*What you need to do*: Each line that includes "impl" must be copied from the records.

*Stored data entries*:
----------
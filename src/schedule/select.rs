//! Interactive selection of one schedule entry.

use std::io::{BufRead, Write};

use thiserror::Error;

#[derive(Debug, Error)]
pub enum SelectError {
    #[error("input stream closed")]
    Closed,

    #[error("{0}")]
    Io(#[from] std::io::Error),
}

/// Resolve `entries` down to exactly one by prompting for a 1-based index.
///
/// A single entry is returned immediately without prompting. An empty line,
/// a non-numeric answer, or an out-of-range number re-prompts instead of
/// failing; only a closed or broken input stream is an error. Entries carry
/// their own line terminators, so the listing writes them verbatim.
pub fn select_entry<'a>(
    entries: &'a [String],
    mut input: impl BufRead,
    mut output: impl Write,
) -> Result<&'a str, SelectError> {
    if entries.len() == 1 {
        return Ok(&entries[0]);
    }

    loop {
        for (i, entry) in entries.iter().enumerate() {
            write!(output, "[{}] {entry}", i + 1)?;
        }
        writeln!(output)?;
        write!(
            output,
            "Which time signal do you delete [1-{}]: ",
            entries.len()
        )?;
        output.flush()?;

        let mut line = String::new();
        if input.read_line(&mut line)? == 0 {
            return Err(SelectError::Closed);
        }

        let answer = line.trim();
        if answer.is_empty() {
            continue;
        }
        match answer.parse::<usize>() {
            Ok(n) if (1..=entries.len()).contains(&n) => return Ok(&entries[n - 1]),
            _ => continue,
        }
    }
}

#[cfg(test)]
mod tests {
    use super::*;
    use std::io::Cursor;

    fn entries(n: usize) -> Vec<String> {
        (1..=n)
            .map(|i| format!("0{i} 07 * * * /usr/local/bin/speaker \"signal {i}\"\n"))
            .collect()
    }

    #[test]
    fn single_entry_returns_without_prompting() {
        let list = entries(1);
        let mut output = Vec::new();
        let picked = select_entry(&list, Cursor::new(""), &mut output).unwrap();
        assert_eq!(picked, list[0]);
        assert!(output.is_empty());
    }

    #[test]
    fn picks_the_numbered_entry() {
        let list = entries(3);
        let mut output = Vec::new();
        let picked = select_entry(&list, Cursor::new("3\n"), &mut output).unwrap();
        assert_eq!(picked, list[2]);

        let shown = String::from_utf8(output).unwrap();
        assert!(shown.contains("[1] "));
        assert!(shown.contains("[3] "));
        assert!(shown.contains("[1-3]"));
    }

    #[test]
    fn reprompts_on_empty_and_out_of_range_input() {
        let list = entries(3);
        let mut output = Vec::new();
        let picked = select_entry(&list, Cursor::new("\n99\n2\n"), &mut output).unwrap();
        assert_eq!(picked, list[1]);

        let shown = String::from_utf8(output).unwrap();
        assert_eq!(shown.matches("Which time signal do you delete").count(), 3);
    }

    #[test]
    fn reprompts_on_non_numeric_input() {
        let list = entries(2);
        let picked = select_entry(&list, Cursor::new("abc\n1\n"), Vec::new()).unwrap();
        assert_eq!(picked, list[0]);
    }

    #[test]
    fn whitespace_only_input_reprompts() {
        let list = entries(2);
        let picked = select_entry(&list, Cursor::new("   \n2\n"), Vec::new()).unwrap();
        assert_eq!(picked, list[1]);
    }

    #[test]
    fn exhausted_input_is_an_error() {
        let list = entries(2);
        let result = select_entry(&list, Cursor::new("0\n"), Vec::new());
        assert!(matches!(result, Err(SelectError::Closed)));
    }
}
----------
*Task response*:
    mut input: impl BufRead,
    mut output: impl Write,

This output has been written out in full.